With some very simple preparations you can be having a deliciously tender, falling-off-the-bone roast pork for dinner this evening. The aftermath of this meal will be to use the remaining meat to make pulled pork. I’ll be serving that in a few days and plan to share my recipe with you. Left over pork can be enjoyed in many different ways, so let your imagination run free to come up with countless ways for using those leftovers.

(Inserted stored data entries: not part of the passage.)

//! This module provides the network side of fragment transfers.
//!
//! A [`Fetcher`] turns a fragment URL into an owned binary buffer. The [`TransferScheduler`](crate::transfer::TransferScheduler)
//! only ever sees this trait, so the transport can be swapped for HTTP ([`HttpFetcher`]), a local directory ([`FileFetcher`]) or a test double.

use std::path::{Path, PathBuf};

use bytes::Bytes;
use futures::future::{BoxFuture, FutureExt};
use thiserror::Error;
use tokio::{fs, io};

pub use reqwest::Client;
pub use url::Url;

#[derive(Debug, Error)]
pub enum Error {
    #[error(transparent)]
    Reqwest(#[from] reqwest::Error),
    #[error(transparent)]
    Io(#[from] io::Error),
    #[error(transparent)]
    Url(#[from] url::ParseError),
}

/// Fetch interface to the network/runtime layer.
///
/// The returned future must be `'static` so that it can be moved onto a background task once the transfer is admitted.
pub trait Fetcher: Send + Sync + 'static {
    /// Fetch `url` into an owned buffer.
    fn fetch(&self, url: &str) -> BoxFuture<'static, Result<Bytes, Error>>;
}

/// A fetcher issuing HTTP `GET` requests.
#[derive(Debug, Default)]
pub struct HttpFetcher {
    client: Client,
    base: Option<Url>,
}

impl HttpFetcher {
    pub fn new() -> Self {
        Self::default()
    }

    #[inline]
    pub fn with_client(self, client: Client) -> Self {
        Self { client, ..self }
    }

    /// Resolve relative fragment URLs against `base`.
    #[inline]
    pub fn with_base(self, base: Url) -> Self {
        Self { base: Some(base), ..self }
    }

    fn resolve(&self, url: &str) -> Result<Url, Error> {
        Ok(match self.base {
            Some(ref base) => base.join(url)?,
            None => Url::parse(url)?,
        })
    }
}

impl Fetcher for HttpFetcher {
    fn fetch(&self, url: &str) -> BoxFuture<'static, Result<Bytes, Error>> {
        let client = self.client.clone();
        let url = self.resolve(url);

        async move {
            let resp = client.get(url?).send().await?.error_for_status()?;

            Ok::<_, Error>(resp.bytes().await?)
        }
        .boxed()
    }
}

/// A fetcher reading fragments from a local directory.
///
/// Fragment URLs are interpreted as paths relative to the root directory.
#[derive(Debug)]
pub struct FileFetcher {
    root: PathBuf,
}

impl FileFetcher {
    pub fn new(root: PathBuf) -> Self {
        Self { root }
    }

    #[inline]
    pub fn root(&self) -> &Path {
        self.root.as_path()
    }
}

impl Fetcher for FileFetcher {
    fn fetch(&self, url: &str) -> BoxFuture<'static, Result<Bytes, Error>> {
        let path = self.root.join(url.trim_start_matches('/'));

        async move {
            tracing::trace!("Reading fragment from local storage: `{}`", path.display());

            Ok::<_, Error>(Bytes::from(fs::read(&path).await?))
        }
        .boxed()
    }
}


#[cfg(test)]
mod tests {
    use super::*;

    #[tokio::test]
    async fn test_file_fetcher() {
        let dir = tempfile::tempdir().unwrap();
        std::fs::write(dir.path().join("level0.bin"), [0x12u8, 0x34]).unwrap();

        let fetcher = FileFetcher::new(dir.path().to_path_buf());

        assert_eq!(fetcher.fetch("/level0.bin").await.unwrap().as_ref(), [0x12, 0x34]);
        assert!(matches!(fetcher.fetch("missing.bin").await, Err(Error::Io(_))));
    }

    #[test]
    fn test_http_fetcher_resolve() {
        let fetcher = HttpFetcher::new();
        assert!(matches!(fetcher.resolve("level0.bin"), Err(Error::Url(_))));

        let fetcher = fetcher.with_base(Url::parse("http://localhost/models/bunny/").unwrap());
        assert_eq!(
            fetcher.resolve("level0.bin").unwrap().as_str(),
            "http://localhost/models/bunny/level0.bin"
        );
    }

    #[tokio::test]
    #[should_panic(expected = "transfer of `never.bin` was never issued")]
    async fn test_manual_fetcher_resolve_times_out() {
        testing::ManualFetcher::default().succeed("never.bin", b"").await;
    }

    #[tokio::test]
    async fn test_http_fetcher_invalid_url() {
        let fetcher = HttpFetcher::new();

        assert!(matches!(fetcher.fetch("not a url").await, Err(Error::Url(_))));
    }
}
use bytes::Bytes;

use super::*;

/// Bit layout of one refinement level, describing how its bits merge into the result buffer.
///
/// Entry `i` of every list describes one attribute packed in the level's vertex records:
/// - `component_counts[i]` components of `bits_per_level[i]` bits each,
/// - starting `read_offsets[i]` bits into each input record (records are read MSB-first),
/// - written `write_offsets[i]` elements into each `stride`-element output vertex.
#[derive(Debug, Clone, PartialEq, Eq)]
pub struct Layout {
    pub stride: usize,
    pub component_counts: Vec<usize>,
    pub bits_per_level: Vec<u32>,
    pub read_offsets: Vec<usize>,
    pub write_offsets: Vec<usize>,
}

impl Layout {
    /// A layout made of a single attribute.
    pub fn single(stride: usize, components: usize, bits_per_level: u32) -> Self {
        Self {
            stride,
            component_counts: vec![components],
            bits_per_level: vec![bits_per_level],
            read_offsets: vec![0],
            write_offsets: vec![0],
        }
    }

    /// Number of attributes packed in a record.
    #[inline]
    pub fn attributes(&self) -> usize {
        self.component_counts.len()
    }

    /// Size in bits of one input vertex record, saturating at `usize::MAX`.
    pub fn record_bits(&self) -> usize {
        self.checked_record_bits().unwrap_or(usize::MAX)
    }

    fn checked_record_bits(&self) -> Option<usize> {
        self.component_counts
            .iter()
            .zip(&self.bits_per_level)
            .try_fold(0usize, |total, (&count, &bits)| total.checked_add(count.checked_mul(bits as usize)?))
    }

    pub fn validate(&self) -> Result<(), Error> {
        let n = self.attributes();

        if [self.bits_per_level.len(), self.read_offsets.len(), self.write_offsets.len()]
            .iter()
            .any(|&len| len != n)
        {
            return Err(Error::InvalidLayout("attribute lists have different lengths"));
        }
        if self.stride == 0 {
            return Err(Error::InvalidLayout("zero stride"));
        }
        if self.bits_per_level.iter().any(|&bits| bits > 32) {
            return Err(Error::InvalidLayout("more than 32 bits per component"));
        }

        let record_bits = self
            .checked_record_bits()
            .ok_or(Error::InvalidLayout("vertex record size overflows"))?;

        for i in 0..n {
            let (count, bits) = (self.component_counts[i], self.bits_per_level[i] as usize);

            let read_end = count
                .checked_mul(bits)
                .and_then(|len| len.checked_add(self.read_offsets[i]))
                .ok_or(Error::InvalidLayout("read range overflows"))?;
            if bits > 0 && read_end > record_bits {
                return Err(Error::InvalidLayout("read range exceeds the vertex record"));
            }

            let write_end = self.write_offsets[i]
                .checked_add(count)
                .ok_or(Error::InvalidLayout("write range overflows"))?;
            if write_end > self.stride {
                return Err(Error::InvalidLayout("write range exceeds the stride"));
            }
        }

        Ok(())
    }
}

/// Refinement job state.
///
/// States only ever move forward, in declaration order.
#[derive(Debug, Clone, Copy, PartialEq, Eq, PartialOrd, Ord)]
pub enum JobState {
    WaitingForData,
    DataAvailable,
    Processing,
    Finished,
}

/// Callback invoked once a job's level has been merged, with a view over the whole result buffer.
pub type OnFinished = Box<dyn FnOnce(AttributeId, TypedView<'_>) + Send>;

/// One decode step of an attribute stream.
pub struct RefinementJob {
    pub(crate) level: u32,
    pub(crate) url: String,
    pub(crate) layout: Layout,
    pub(crate) state: JobState,
    pub(crate) input: Option<Bytes>,
    pub(crate) on_finished: Option<OnFinished>,
}

impl RefinementJob {
    pub fn new(url: impl Into<String>, level: u32, layout: Layout, on_finished: impl FnOnce(AttributeId, TypedView<'_>) + Send + 'static) -> Self {
        Self {
            level,
            url: url.into(),
            layout,
            state: JobState::WaitingForData,
            input: None,
            on_finished: Some(Box::new(on_finished)),
        }
    }

    #[inline]
    pub fn level(&self) -> u32 {
        self.level
    }

    #[inline]
    pub fn url(&self) -> &str {
        &self.url
    }

    #[inline]
    pub fn state(&self) -> JobState {
        self.state
    }

    pub(crate) fn advance(&mut self, next: JobState) {
        debug_assert!(
            next as u8 == self.state as u8 + 1,
            "invalid job transition {:?} -> {next:?}",
            self.state
        );

        tracing::trace!("Job `{}` (level {}): {:?} -> {next:?}", self.url, self.level, self.state);

        self.state = next;
    }

    pub fn status(&self) -> JobStatus {
        JobStatus {
            level: self.level,
            url: self.url.clone(),
            state: self.state,
        }
    }
}

impl std::fmt::Debug for RefinementJob {
    fn fmt(&self, f: &mut std::fmt::Formatter<'_>) -> std::fmt::Result {
        f.debug_struct("RefinementJob")
            .field("level", &self.level)
            .field("url", &self.url)
            .field("state", &self.state)
            .finish_non_exhaustive()
    }
}

/// Observable status of a tracked job.
#[derive(Debug, Clone, PartialEq, Eq)]
pub struct JobStatus {
    pub level: u32,
    pub url: String,
    pub state: JobState,
}
use std::sync::Arc;

use axum::{
    extract::{rejection::JsonRejection, State},
    response::{IntoResponse, Response},
    routing::post,
    Json, Router,
};
use serde::de::DeserializeOwned;
use serde::Deserialize;
use tower_http::cors::{Any, CorsLayer};

use crate::error::StudioError;
use crate::models::{
    validate_image_payload, EditPayload, EditResponse, ModelImagesPayload, ModelImagesResponse,
    ScenariosPayload, ScenariosResponse,
};
use crate::transport::Transport;

#[derive(Clone)]
pub struct AppState {
    pub transport: Arc<dyn Transport>,
}

pub fn router(state: AppState) -> Router {
    Router::new()
        .route("/api/genai", post(relay))
        .layer(
            CorsLayer::new()
                .allow_origin(Any)
                .allow_methods(Any)
                .allow_headers(Any),
        )
        .with_state(state)
}

/// Single stateless relay route: `{action, payload}` in, result fields or
/// `{error, details}` out. The credential never leaves this process.
#[derive(Debug, Deserialize)]
struct RelayEnvelope {
    action: String,
    #[serde(default)]
    payload: serde_json::Value,
}

pub async fn relay(
    State(state): State<AppState>,
    body: Result<Json<RelayEnvelope>, JsonRejection>,
) -> Response {
    let Json(envelope) = match body {
        Ok(json) => json,
        Err(rejection) => {
            tracing::warn!("⚠️ Rejected unparsable relay body: {}", rejection);
            return StudioError::InvalidRequest(format!("invalid JSON body: {rejection}"))
                .into_response();
        }
    };

    tracing::info!("📨 Relay action: {}", envelope.action);
    match dispatch(&state, envelope).await {
        Ok(response) => response,
        Err(e) => {
            tracing::error!("❌ Relay action failed: {}", e);
            e.into_response()
        }
    }
}

async fn dispatch(state: &AppState, envelope: RelayEnvelope) -> Result<Response, StudioError> {
    match envelope.action.as_str() {
        "ping" => {
            let status = state.transport.ping().await?;
            Ok(Json(status).into_response())
        }
        "generateScenarios" => {
            let payload: ScenariosPayload = parse_payload(envelope.payload)?;
            validate_image_payload(&payload.asset_base64)?;
            let scenarios = state
                .transport
                .generate_scenarios(&payload.asset_base64, &payload.brief, payload.category)
                .await?;
            Ok(Json(ScenariosResponse { scenarios }).into_response())
        }
        "generateModelImages" => {
            let payload: ModelImagesPayload = parse_payload(envelope.payload)?;
            validate_image_payload(&payload.base64)?;
            let results = state
                .transport
                .generate_model_images(&payload.base64, &payload.scenarios, payload.category)
                .await?;
            Ok(Json(ModelImagesResponse { results }).into_response())
        }
        "editImage" => {
            let payload: EditPayload = parse_payload(envelope.payload)?;
            validate_image_payload(&payload.original_base64)?;
            let image = state
                .transport
                .edit_image(&payload.original_base64, &payload.edit_prompt)
                .await?;
            Ok(Json(EditResponse { image }).into_response())
        }
        other => Err(StudioError::InvalidRequest(format!("unknown action: {other}"))),
    }
}

fn parse_payload<T: DeserializeOwned>(value: serde_json::Value) -> Result<T, StudioError> {
    serde_json::from_value(value)
        .map_err(|e| StudioError::InvalidRequest(format!("malformed payload: {e}")))
}

#[cfg(test)]
mod tests {
    use super::*;
    use crate::config::StudioConfig;
    use crate::gemini::GeminiClient;
    use crate::transport::DirectTransport;
    use axum::body::Body;
    use axum::http::{Request, StatusCode};
    use http_body_util::BodyExt;
    use pretty_assertions::assert_eq;
    use tower::ServiceExt;

    fn app(dev_fallback: bool) -> Router {
        let config = StudioConfig {
            api_key: None,
            api_base: "http://127.0.0.1:0".into(),
            port: 0,
            dev_fallback,
        };
        let transport = Arc::new(DirectTransport::new(GeminiClient::new(&config)));
        router(AppState { transport })
    }

    async fn send(app: Router, body: &str) -> (StatusCode, serde_json::Value) {
        let response = app
            .oneshot(
                Request::builder()
                    .method("POST")
                    .uri("/api/genai")
                    .header("content-type", "application/json")
                    .body(Body::from(body.to_string()))
                    .unwrap(),
            )
            .await
            .unwrap();
        let status = response.status();
        let bytes = response.into_body().collect().await.unwrap().to_bytes();
        let value = serde_json::from_slice(&bytes).unwrap_or(serde_json::Value::Null);
        (status, value)
    }

    #[tokio::test]
    async fn ping_reports_dev_mode_without_a_model_call() {
        let (status, body) = send(app(true), r#"{"action":"ping"}"#).await;
        assert_eq!(status, StatusCode::OK);
        assert_eq!(body["ok"], serde_json::json!(true));
        assert_eq!(body["mode"], serde_json::json!("dev"));
    }

    #[tokio::test]
    async fn unknown_action_is_a_bad_request() {
        let (status, body) = send(app(true), r#"{"action":"frobnicate","payload":{}}"#).await;
        assert_eq!(status, StatusCode::BAD_REQUEST);
        assert!(body["details"].as_str().unwrap().contains("unknown action"));
    }

    #[tokio::test]
    async fn unparsable_body_is_reported_not_crashed() {
        let (status, body) = send(app(true), "{not json").await;
        assert_eq!(status, StatusCode::BAD_REQUEST);
        assert_eq!(body["error"], serde_json::json!("Invalid request"));
    }

    #[tokio::test]
    async fn scenario_action_returns_exactly_three() {
        let request = r#"{"action":"generateScenarios","payload":{"assetBase64":"QQ==","brief":"","category":"JEWELRY"}}"#;
        let (status, body) = send(app(true), request).await;
        assert_eq!(status, StatusCode::OK);
        let scenarios = body["scenarios"].as_array().unwrap();
        assert_eq!(scenarios.len(), 3);
        assert!(scenarios.iter().all(|s| !s.as_str().unwrap().is_empty()));
    }

    #[tokio::test]
    async fn render_action_matches_results_to_scenarios() {
        let request = r#"{"action":"generateModelImages","payload":{"base64":"QQ==","scenarios":["A","B","C"],"category":"FASHION"}}"#;
        let (status, body) = send(app(true), request).await;
        assert_eq!(status, StatusCode::OK);
        let results = body["results"].as_array().unwrap();
        assert_eq!(results.len(), 3);
        for (result, scenario) in results.iter().zip(["A", "B", "C"]) {
            assert_eq!(result["scenario"], serde_json::json!(scenario));
            assert!(result["url"].as_str().unwrap().starts_with("data:image/png;base64,"));
        }
    }

    #[tokio::test]
    async fn edit_action_returns_a_data_url() {
        let request = r#"{"action":"editImage","payload":{"originalBase64":"data:image/png;base64,QQ==","editPrompt":"add sparkle"}}"#;
        let (status, body) = send(app(true), request).await;
        assert_eq!(status, StatusCode::OK);
        assert_eq!(body["image"], serde_json::json!("data:image/png;base64,QQ=="));
    }

    #[tokio::test]
    async fn undecodable_image_payload_is_rejected_before_the_vendor_call() {
        let request = r#"{"action":"editImage","payload":{"originalBase64":"!!!","editPrompt":"x"}}"#;
        let (status, _) = send(app(true), request).await;
        assert_eq!(status, StatusCode::BAD_REQUEST);
    }

    #[tokio::test]
    async fn missing_credential_surfaces_as_server_error() {
        let request = r#"{"action":"generateScenarios","payload":{"assetBase64":"QQ==","brief":"","category":"JEWELRY"}}"#;
        let (status, body) = send(app(false), request).await;
        assert_eq!(status, StatusCode::INTERNAL_SERVER_ERROR);
        assert_eq!(body["error"], serde_json::json!("Model credential missing"));

        let (status, body) = send(app(false), r#"{"action":"ping"}"#).await;
        assert_eq!(status, StatusCode::OK);
        assert_eq!(body["ok"], serde_json::json!(false));
    }
}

It all begins with the slow-cooker and a bottle of root beer soda. Good barbecue requires low and slow cooking. So we will make a simple spice mixture to rub on the meat, put the meat in the slow cooker, add the root beer soda, and let it cook on low for about 8 hours. Most barbecued pork or pulled pork is made from either a pork shoulder roast, or a pork sirloin roast. In my version today, I am using bone-in, country style ribs that have lots of meat on them.
Using root beer soda is a technique that I have learned about from several sources. It is very popular with Southern cooks. It provides the needed moisture, its sweetness is the basis for the barbecue sauce, yet all trace of root beer flavor disappears with cooking. In a follow-up blog post I will tell you about how I made the pulled pork with a very special barbecue sauce.
SIMPLE SAVORY RUB SLOW COOKED PORK
Yield: Makes 8 – 10 servings
- 3 pounds pork shoulder, sirloin roast, or meaty ribs (with bone)
- 2 teaspoons garlic powder
- 2 teaspoons onion powder
- 1 teaspoon salt
- 1 teaspoon black pepper
- 1 teaspoon dried oregano
- 1 cup root beer soda
1. In a small bowl, combine all the seasonings. Rub the mixture all over the meat, pressing it to adhere. Place the meat in the slow cooker. Pour in the root beer. Cover and set to “low heat” setting and allow to cook undisturbed* until the pork is very tender, 6-8 hours.
2. Transfer the meat to a serving bowl or platter and allow to rest, covered. The meat is very flavorful and tender served just like this, along with some of the pan juices to moisten it.
*Curb the urge to stir, peek or smell. Every time you lift the lid of your slow cooker, you lose heat equivalent to 20 minutes of cook time. Resist the temptation to lift the lid until its time to check for doneness in the last 30 minutes of cooking.